The Immune Lesion in GCA T Cells and Macrophages Rescinds the Artery’s Immune Privilege

The histomorphology of GCA-affected arteries describes intimal hyperplasia, fragmentation of the elastic lamina, and intramural neoangiogenesis, which are all understood as a maladaptive response to intramural granulomatous inflammation (Fig. 1). Typically, GCA-affected arteries are occupied by granulomatous infiltrates composed of CD4 T cells, highly activated macrophages, multinucleated giant cells, and dendritic cells (DCs) (53). CD4 T cell clones with identical T cell receptors have been isolated from independent tissue biopsies of GCA patients, nurturing the concept of a vasculitogenic antigen (13, 56). Functional analysis of tissue cytokines produced in vasculitic lesions has supported the notion of multifunctional T cells trapped in the lesions. Vascular wall resident T cells produce interferon (IFN)-γ, IL-17, IL-9, and IL-21, implicating T cell helper (Th)1, Th17, Th9, and follicular Th (TFH) cell lineages in the disease process (Fig. 1) (5, 6, 46, 51). Notably, tissue IL-17 production is highly sensitive to corticosteroid therapy, whereas IFN-γ-producing T cells seem unaffected by high doses of systemic steroids (6, 53), supporting the concept of functional heterogeneity among lesional T cell populations. The absence of CD4 and CD8 regulatory T cells in the vascular wall is in line with the observation that GCA immune lesions are driven by multiple effector T cell types.

Fig. 1.

Fig. 1.

Immune lesion in giant cell arteritis (GCA). A: healthy medium-sized artery with open lumen and three wall layers. Vascular dendritic cells (DCs) are placed at the media-adventitia border, where they may function to guard the immune privilege of the vessel wall. B: GCA is caused by granulomatous inflammation within the arterial wall layers. The major cellular players are CD4 T cells, highly activated macrophages, and DCs. Different inflammatory pathways dominate in different territories of the wall. Boxes indicate the cell types and their disease-relevant products that form the adventitial infiltrate and the medial infiltrate. The adventitia is an important site of antigen presentation and T cell activation. Multiple types of T effector cells are placed in the adventitia and media. Macrophage effector functions are critically involved in the tissue damage and wound-healing response centered in the media. The artery responds to inflammation with a maladaptive restructuring program. Neoangiogenesis in the adventitia opens the floodgates for infiltrating inflammatory cells. Myofibroblast mobilization and migration create rapidly progressive intimal hyperplasia, leading to luminal occlusion and the ischemic complications of GCA. TGF-β, transforming growth factor-β; T, T cell.

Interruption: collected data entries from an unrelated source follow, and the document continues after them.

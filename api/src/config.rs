use std::time::Duration;

use oilwatch_core::entity::DEFAULT_HISTORY_WINDOW;

#[derive(Clone, Copy, Debug, PartialEq, Eq)]
pub enum HistoryBackend {
    Memory,
    Postgres,
}

#[derive(Debug, PartialEq, Eq, thiserror::Error)]
pub enum ConfigError {
    #[error("{0} must be set")]
    Missing(&'static str),
    #[error("{name} has invalid value '{value}': {reason}")]
    Invalid {
        name: &'static str,
        value: String,
        reason: &'static str,
    },
}

/// Server configuration loaded from environment variables.
///
/// | Env Var                  | Default   |
/// |--------------------------|-----------|
/// | `HOST`                   | `0.0.0.0` |
/// | `PORT`                   | `3000`    |
/// | `HISTORY_BACKEND`        | `memory`  |
/// | `DATABASE_URL`           | required for `postgres` |
/// | `REASONING_URL`          | unset (fallback only) |
/// | `REASONING_API_KEY`      | unset     |
/// | `REASONING_TIMEOUT_SECS` | `10`      |
/// | `ESTIMATOR_COMMAND`      | required  |
/// | `ESTIMATOR_TIMEOUT_SECS` | `30`      |
/// | `HISTORY_WINDOW`         | `60`      |
/// | `SEED_SNAPSHOT`          | unset     |
#[derive(Debug, Clone)]
pub struct ServerConfig {
    pub host: String,
    pub port: u16,
    pub backend: HistoryBackend,
    pub database_url: Option<String>,
    pub reasoning_url: Option<String>,
    pub reasoning_api_key: Option<String>,
    pub reasoning_timeout: Duration,
    /// Program and arguments, whitespace separated
    pub estimator_command: Vec<String>,
    pub estimator_timeout: Duration,
    pub history_window: usize,
    pub seed_snapshot: Option<String>,
}

impl ServerConfig {
    pub fn from_env() -> Result<Self, ConfigError> {
        Self::from_lookup(|name| std::env::var(name).ok())
    }

    pub fn from_lookup(lookup: impl Fn(&str) -> Option<String>) -> Result<Self, ConfigError> {
        let var = |name: &str| {
            lookup(name)
                .map(|value| value.trim().to_string())
                .filter(|value| !value.is_empty())
        };

        let backend = match var("HISTORY_BACKEND").as_deref().map(str::to_lowercase).as_deref() {
            None | Some("memory") => HistoryBackend::Memory,
            Some("postgres") => HistoryBackend::Postgres,
            Some(other) => {
                return Err(ConfigError::Invalid {
                    name: "HISTORY_BACKEND",
                    value: other.to_string(),
                    reason: "expected 'memory' or 'postgres'",
                });
            }
        };

        let database_url = var("DATABASE_URL");
        if backend == HistoryBackend::Postgres && database_url.is_none() {
            return Err(ConfigError::Missing("DATABASE_URL"));
        }

        let estimator_command: Vec<String> = var("ESTIMATOR_COMMAND")
            .ok_or(ConfigError::Missing("ESTIMATOR_COMMAND"))?
            .split_whitespace()
            .map(str::to_string)
            .collect();

        let history_window = parse_number("HISTORY_WINDOW", var("HISTORY_WINDOW"), DEFAULT_HISTORY_WINDOW as u64)?;
        if history_window == 0 {
            return Err(ConfigError::Invalid {
                name: "HISTORY_WINDOW",
                value: "0".to_string(),
                reason: "must be at least 1",
            });
        }

        Ok(Self {
            host: var("HOST").unwrap_or_else(|| "0.0.0.0".to_string()),
            port: parse_number("PORT", var("PORT"), 3000)?
                .try_into()
                .map_err(|_| ConfigError::Invalid {
                    name: "PORT",
                    value: var("PORT").unwrap_or_default(),
                    reason: "must fit in u16",
                })?,
            backend,
            database_url,
            reasoning_url: var("REASONING_URL"),
            reasoning_api_key: var("REASONING_API_KEY"),
            reasoning_timeout: Duration::from_secs(parse_number(
                "REASONING_TIMEOUT_SECS",
                var("REASONING_TIMEOUT_SECS"),
                10,
            )?),
            estimator_command,
            estimator_timeout: Duration::from_secs(parse_number(
                "ESTIMATOR_TIMEOUT_SECS",
                var("ESTIMATOR_TIMEOUT_SECS"),
                30,
            )?),
            history_window: history_window as usize,
            seed_snapshot: var("SEED_SNAPSHOT"),
        })
    }
}

fn parse_number(name: &'static str, raw: Option<String>, default: u64) -> Result<u64, ConfigError> {
    match raw {
        None => Ok(default),
        Some(value) => value.parse().map_err(|_| ConfigError::Invalid {
            name,
            value,
            reason: "expected a non-negative integer",
        }),
    }
}
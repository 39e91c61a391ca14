use axum::extract::State;
use axum::http::StatusCode;
use axum::response::IntoResponse;
use axum::routing::get;
use axum::{Json, Router};
use serde::Deserialize;

use oilwatch_core::assessment::Assessment;
use oilwatch_core::entity::normalize_entity_id;
use oilwatch_core::error::ApiError;
use oilwatch_core::sample::Sample;

use crate::error::AppError;
use crate::extract::{AppJson, AppQuery};
use crate::state::AppState;

pub const DEFAULT_HISTORY_LIMIT: i64 = 60;
pub const MAX_HISTORY_LIMIT: i64 = 500;

pub fn router() -> Router<AppState> {
    Router::new()
        .route("/v1/assessments", get(list_assessments).post(create_assessment))
        .route("/v1/assessments/latest", get(latest_assessment))
}

/// Run one scoring cycle for a Sample
///
/// Resolves the entity's Lag State, scores the sample with the base
/// estimator, adjusts the score through the reasoning service (or the
/// deterministic fallback) and appends the result to the entity's history.
#[utoipa::path(
    post,
    path = "/v1/assessments",
    request_body = Sample,
    responses(
        (status = 201, description = "Assessment recorded", body = Assessment),
        (status = 400, description = "Invalid sample", body = ApiError),
        (status = 502, description = "Base estimator failed; nothing recorded", body = ApiError),
        (status = 500, description = "History store failed", body = ApiError)
    ),
    tag = "assessments"
)]
pub async fn create_assessment(
    State(state): State<AppState>,
    AppJson(body): AppJson<serde_json::Value>,
) -> Result<impl IntoResponse, AppError> {
    let assessment = state.pipeline.run_json(&body).await?;
    Ok((StatusCode::CREATED, Json(assessment)))
}

/// Query parameters for reading an entity's history
#[derive(Debug, Deserialize, utoipa::IntoParams)]
pub struct HistoryParams {
    /// Entity identifier; omit for the default entity
    #[serde(default)]
    pub entity: Option<String>,
    /// Maximum number of assessments to return (default 60, max 500)
    #[serde(default)]
    pub limit: Option<i64>,
}

/// List an entity's most recent assessments, oldest first
#[utoipa::path(
    get,
    path = "/v1/assessments",
    params(HistoryParams),
    responses(
        (status = 200, description = "Recent assessments, oldest first", body = Vec<Assessment>),
        (status = 500, description = "History store failed", body = ApiError)
    ),
    tag = "assessments"
)]
pub async fn list_assessments(
    State(state): State<AppState>,
    AppQuery(params): AppQuery<HistoryParams>,
) -> Result<Json<Vec<Assessment>>, AppError> {
    let entity_id = normalize_entity_id(params.entity.as_deref());
    let limit = params
        .limit
        .unwrap_or(DEFAULT_HISTORY_LIMIT)
        .clamp(1, MAX_HISTORY_LIMIT);

    let history = state
        .store
        .recent(entity_id.as_deref(), limit as usize)
        .await?;
    Ok(Json(history))
}

/// Query parameters for the latest assessment
#[derive(Debug, Deserialize, utoipa::IntoParams)]
pub struct LatestParams {
    /// Entity identifier; omit for the default entity
    #[serde(default)]
    pub entity: Option<String>,
}

/// Get an entity's most recent assessment
#[utoipa::path(
    get,
    path = "/v1/assessments/latest",
    params(LatestParams),
    responses(
        (status = 200, description = "Latest assessment", body = Assessment),
        (status = 404, description = "Entity has no history", body = ApiError)
    ),
    tag = "assessments"
)]
pub async fn latest_assessment(
    State(state): State<AppState>,
    AppQuery(params): AppQuery<LatestParams>,
) -> Result<Json<Assessment>, AppError> {
    let entity_id = normalize_entity_id(params.entity.as_deref());
    let latest = state.store.latest(entity_id.as_deref()).await?;
    latest.map(Json).ok_or_else(|| AppError::NotFound {
        resource: match entity_id {
            Some(id) => format!("Assessment history for entity '{id}'"),
            None => "Assessment history for the default entity".to_string(),
        },
    })
}
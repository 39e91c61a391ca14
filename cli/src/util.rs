use serde_json::json;

pub fn client() -> reqwest::Client {
    reqwest::Client::new()
}

/// Structured body for a usage error raised before any request is sent.
pub fn cli_error(message: &str, docs_hint: Option<&str>) -> serde_json::Value {
    let mut err = json!({
        "error": "cli_error",
        "message": message
    });
    if let Some(hint) = docs_hint {
        err["docs_hint"] = json!(hint);
    }
    err
}

pub fn exit_error(message: &str, docs_hint: Option<&str>) -> ! {
    let err = cli_error(message, docs_hint);
    eprintln!("{}", serde_json::to_string_pretty(&err).unwrap_or_default());
    std::process::exit(4);
}

/// Exit code for an HTTP status: 0=success (2xx), 1=client error (4xx),
/// 2=server error (5xx and anything else).
pub fn exit_code_for(status: u16) -> i32 {
    match status {
        200..=299 => 0,
        400..=499 => 1,
        _ => 2,
    }
}

/// Execute an API request, print response, exit with structured code.
///
/// Exit codes: 0=success (2xx), 1=client error (4xx), 2=server error (5xx),
///             3=connection error, 4=usage error
pub async fn api_request(
    api_url: &str,
    method: reqwest::Method,
    path: &str,
    body: Option<serde_json::Value>,
    query: &[(&str, String)],
    compact: bool,
) -> i32 {
    let url = match reqwest::Url::parse(&format!("{}{path}", api_url.trim_end_matches('/'))) {
        Ok(mut u) => {
            if !query.is_empty() {
                let mut q = u.query_pairs_mut();
                for (k, v) in query {
                    q.append_pair(k, v);
                }
            }
            u
        }
        Err(e) => {
            let err = cli_error(&format!("Invalid URL: {api_url}{path}: {e}"), None);
            eprintln!("{}", serde_json::to_string_pretty(&err).unwrap_or_default());
            return 4;
        }
    };

    let mut req = client().request(method, url);
    if let Some(b) = body {
        req = req.json(&b);
    }

    let resp = match req.send().await {
        Ok(r) => r,
        Err(e) => {
            let err = json!({
                "error": "connection_error",
                "message": format!("{e}"),
                "docs_hint": "Is the API server running? Check OILWATCH_API_URL."
            });
            eprintln!("{}", serde_json::to_string_pretty(&err).unwrap_or_default());
            return 3;
        }
    };

    let exit_code = exit_code_for(resp.status().as_u16());

    let resp_body: serde_json::Value = match resp.json().await {
        Ok(v) => v,
        Err(e) => json!({"raw_error": format!("Failed to parse response as JSON: {e}")}),
    };

    let formatted = if compact {
        serde_json::to_string(&resp_body)
    } else {
        serde_json::to_string_pretty(&resp_body)
    }
    .unwrap_or_default();

    if exit_code == 0 {
        println!("{formatted}");
    } else {
        eprintln!("{formatted}");
    }

    exit_code
}

/// Read JSON from a file path or stdin (when path is "-").
pub fn read_json_from_file(path: &str) -> Result<serde_json::Value, String> {
    let raw = if path == "-" {
        std::io::read_to_string(std::io::stdin())
            .map_err(|e| format!("Failed to read stdin: {e}"))?
    } else {
        std::fs::read_to_string(path).map_err(|e| format!("Failed to read file '{path}': {e}"))?
    };
    serde_json::from_str(&raw).map_err(|e| format!("Invalid JSON in '{path}': {e}"))
}

#[cfg(test)]
mod tests {
    use super::{cli_error, exit_code_for, read_json_from_file};

    #[test]
    fn cli_error_carries_optional_hint() {
        let err = cli_error("Failed to read file 'x.json'", None);
        assert_eq!(err["error"], "cli_error");
        assert_eq!(err["message"], "Failed to read file 'x.json'");
        assert!(err.get("docs_hint").is_none());

        let err = cli_error("bad", Some("Pass a JSON file or '-' for stdin."));
        assert_eq!(err["docs_hint"], "Pass a JSON file or '-' for stdin.");
    }

    #[test]
    fn exit_codes_follow_status_class() {
        assert_eq!(exit_code_for(201), 0);
        assert_eq!(exit_code_for(404), 1);
        assert_eq!(exit_code_for(502), 2);
    }

    #[test]
    fn reads_json_file_and_reports_bad_content() {
        let dir = std::env::temp_dir();
        let good = dir.join(format!("oilwatch-cli-good-{}.json", std::process::id()));
        let bad = dir.join(format!("oilwatch-cli-bad-{}.json", std::process::id()));
        std::fs::write(&good, r#"{"oil_hrs": 10}"#).unwrap();
        std::fs::write(&bad, "oil_hrs=10").unwrap();

        let value = read_json_from_file(good.to_str().unwrap()).unwrap();
        assert_eq!(value["oil_hrs"], 10);
        let err = read_json_from_file(bad.to_str().unwrap()).unwrap_err();
        assert!(err.starts_with("Invalid JSON"));
        let err = read_json_from_file("/nonexistent/oilwatch/sample.json").unwrap_err();
        assert!(err.starts_with("Failed to read file"));

        let _ = std::fs::remove_file(good);
        let _ = std::fs::remove_file(bad);
    }
}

Many of the granuloma-residing cells are macrophages, often called histiocytes. Their functional commitment is tightly correlated to their location in the vessel wall (Fig. 1) (48), emphasizing that different microenvironments serve different functions in the disease process. Macrophages in the hyperplastic intima are proinflammatory, producing inducible nitric oxide in the vasculitic lesions (57). Medial macrophages have been implicated in vessel wall remodeling and oxidative stress protection, producing growth factors (platelet-derived growth factor, VEGF, and FGF), metalloproteinases, and aldose reductase (17, 18, 39, 40). Adventitial macrophages coproduce transforming growth factor-β1, IL-6, and IL-1β (57). Available data suggest that inhibition of vasculitic macrophages, effectively achieved by treating GCA patients with glucocorticoids, will not restore the vascular wall immune privilege (6). Studies of repeat biopsies in patients before and after glucocorticoid therapy have indicated that vasculitic infiltrates persist in most patients, even after 9–12 mo of therapy (27).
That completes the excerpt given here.